For scalar-valued problems, the function `y = fun(x)` must accept a vector argument `x` and return a vector result `y`, where `y` is the integrand evaluated at each element of `x`. This requirement generally means that `fun` must use array operators (`.^`, `.*`, …) instead of matrix operators (`^`, `*`, …).

Parameterizing Functions explains how to provide additional parameters to the function `fun`, if necessary.

Example: `q = quadgk(@(x) exp(1-x.^2),a,b)` integrates an anonymous function handle.

Example: `q = quadgk(@myFun,a,b)` integrates the function `myFun`, which is saved as a file.
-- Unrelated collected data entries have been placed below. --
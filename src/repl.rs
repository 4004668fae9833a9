use anyhow::{Context, Result};
use std::io::{self, BufRead, Write};
use std::path::PathBuf;

use crate::config::Config;
use crate::model_gateway::ModelGateway;
use crate::refiner::{RefineOptions, Refiner};
use crate::session::{ChatSession, default_transcript_path};
use crate::templates::{Mode, TemplateSet};

const HELP: &str = "Commands:
  /mode raw                - normal assistant chat (default)
  /mode engineer [m]       - prompt-engineering, m in {coding,image,video,chatgpt}
  /reset                   - clear memory
  /save [path]             - save transcript to JSONL
  /help                    - show commands
  /exit                    - quit
";

#[derive(Debug, Clone, Copy, PartialEq, Eq)]
enum ShellMode {
    Raw,
    Engineer(Mode),
}

#[derive(Debug, Clone, PartialEq, Eq)]
enum ModeArg {
    Raw,
    Engineer(Option<Mode>),
    Missing,
    Unknown,
}

#[derive(Debug, Clone, PartialEq, Eq)]
enum Command {
    Help,
    Reset,
    Mode(ModeArg),
    Save(Option<PathBuf>),
    Exit,
    Unknown,
}

fn parse_command(line: &str) -> Command {
    let mut parts = line.split_whitespace();
    let name = parts.next().unwrap_or_default().to_ascii_lowercase();

    match name.as_str() {
        "/help" => Command::Help,
        "/reset" => Command::Reset,
        "/exit" | "/quit" => Command::Exit,
        "/save" => Command::Save(parts.next().map(PathBuf::from)),
        "/mode" => Command::Mode(match parts.next() {
            None => ModeArg::Missing,
            Some("raw") => ModeArg::Raw,
            Some("engineer") => ModeArg::Engineer(parts.next().and_then(Mode::from_name)),
            Some(_) => ModeArg::Unknown,
        }),
        _ => Command::Unknown,
    }
}

/// Interactive shell on stdin/stdout.
pub async fn run_repl<G>(gateway: &G, cfg: &Config, templates: &TemplateSet) -> Result<()>
where
    G: ModelGateway,
{
    let stdin = io::stdin();
    run_repl_with(gateway, cfg, templates, stdin.lock(), io::stdout()).await
}

async fn run_repl_with<G, R, W>(
    gateway: &G,
    cfg: &Config,
    templates: &TemplateSet,
    mut input: R,
    mut output: W,
) -> Result<()>
where
    G: ModelGateway,
    R: BufRead,
    W: Write + Send,
{
    gateway.prewarm(&cfg.model).await;

    let refiner = Refiner::new(gateway, cfg, templates);
    let mut session = ChatSession::new(gateway, cfg);
    let mut mode = ShellMode::Raw;

    writeln!(
        output,
        "[model: {} | num_ctx: {} | host: {}]",
        cfg.model, cfg.num_ctx, cfg.model_base_url
    )?;
    writeln!(output, "{HELP}")?;

    loop {
        write!(output, "you › ")?;
        output.flush().context("Failed to flush stdout")?;

        let mut line = String::new();
        let read = input
            .read_line(&mut line)
            .context("Failed to read stdin")?;
        if read == 0 {
            writeln!(output, "\nbye!")?;
            break;
        }

        let line = line.trim();
        if line.is_empty() {
            continue;
        }

        if line.starts_with('/') {
            match parse_command(line) {
                Command::Exit => break,
                command => {
                    handle_command(command, cfg, &mut session, &mut mode, &mut output)?;
                    continue;
                }
            }
        }

        match mode {
            ShellMode::Engineer(submode) => {
                match refiner.refine(line, &RefineOptions::new(submode), None).await {
                    Ok(text) => {
                        writeln!(output, "\n{text}\n")?;
                        session.record(line, &text);
                    }
                    Err(err) => writeln!(output, "[engineer error] {err:#}")?,
                }
            }
            ShellMode::Raw => {
                write!(output, "assistant › ")?;
                output.flush().context("Failed to flush stdout")?;
                match session.run_turn(line, Some(&mut output)).await {
                    Ok(_) => writeln!(output)?,
                    Err(err) => writeln!(output, "\n[chat error] {err:#}")?,
                }
            }
        }
    }

    Ok(())
}

fn handle_command<G, W>(
    command: Command,
    cfg: &Config,
    session: &mut ChatSession<'_, G>,
    mode: &mut ShellMode,
    output: &mut W,
) -> Result<()>
where
    G: ModelGateway,
    W: Write,
{
    match command {
        Command::Help => writeln!(output, "{HELP}")?,
        Command::Reset => {
            session.reset();
            writeln!(output, "[memory cleared]")?;
        }
        Command::Mode(ModeArg::Missing) => {
            writeln!(output, "usage: /mode raw | /mode engineer [submode]")?
        }
        Command::Mode(ModeArg::Raw) => {
            *mode = ShellMode::Raw;
            writeln!(output, "[mode=raw: {}]", cfg.model)?;
        }
        Command::Mode(ModeArg::Engineer(submode)) => {
            let current = match *mode {
                ShellMode::Engineer(current) => current,
                ShellMode::Raw => Mode::Chatgpt,
            };
            let submode = submode.unwrap_or(current);
            *mode = ShellMode::Engineer(submode);
            writeln!(
                output,
                "[mode=engineer:{} on {}]",
                submode.as_str(),
                cfg.model
            )?;
        }
        Command::Mode(ModeArg::Unknown) => writeln!(output, "unknown mode")?,
        Command::Save(path) => {
            let path = path.unwrap_or_else(default_transcript_path);
            match session.save_transcript(&path) {
                Ok(()) => writeln!(output, "[saved → {}]", path.display())?,
                Err(err) => writeln!(output, "[save error] {err:#}")?,
            }
        }
        Command::Unknown => writeln!(output, "unknown command; /help")?,
        Command::Exit => {}
    }
    Ok(())
}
Data Types: `function_handle`

Integration limits, specified as separate arguments of real or complex scalars. The limits `a` and `b` can be `-Inf` or `Inf`. If both are finite, they can be complex. If at least one is complex, the integral is approximated over a straight line path from `a` to `b` in the complex plane.

Example: `quadgk(fun,0,1)` integrates `fun` from `0` to `1`.

Data Types: `single` | `double`
Complex Number Support: Yes

### Name-Value Arguments

Specify optional pairs of arguments as `Name1=Value1,...,NameN=ValueN`, where `Name` is the argument name and `Value` is the corresponding value. Name-value arguments must appear after other arguments, but the order of the pairs does not matter.

Before R2021a, use commas to separate each name and value, and enclose `Name` in quotes.

Example: `q = quadgk(fun,a,b,'Waypoints',[0.1 1.1 2.1])` uses the `'Waypoints'` option to specify a few points of interest where the integrand should be evaluated.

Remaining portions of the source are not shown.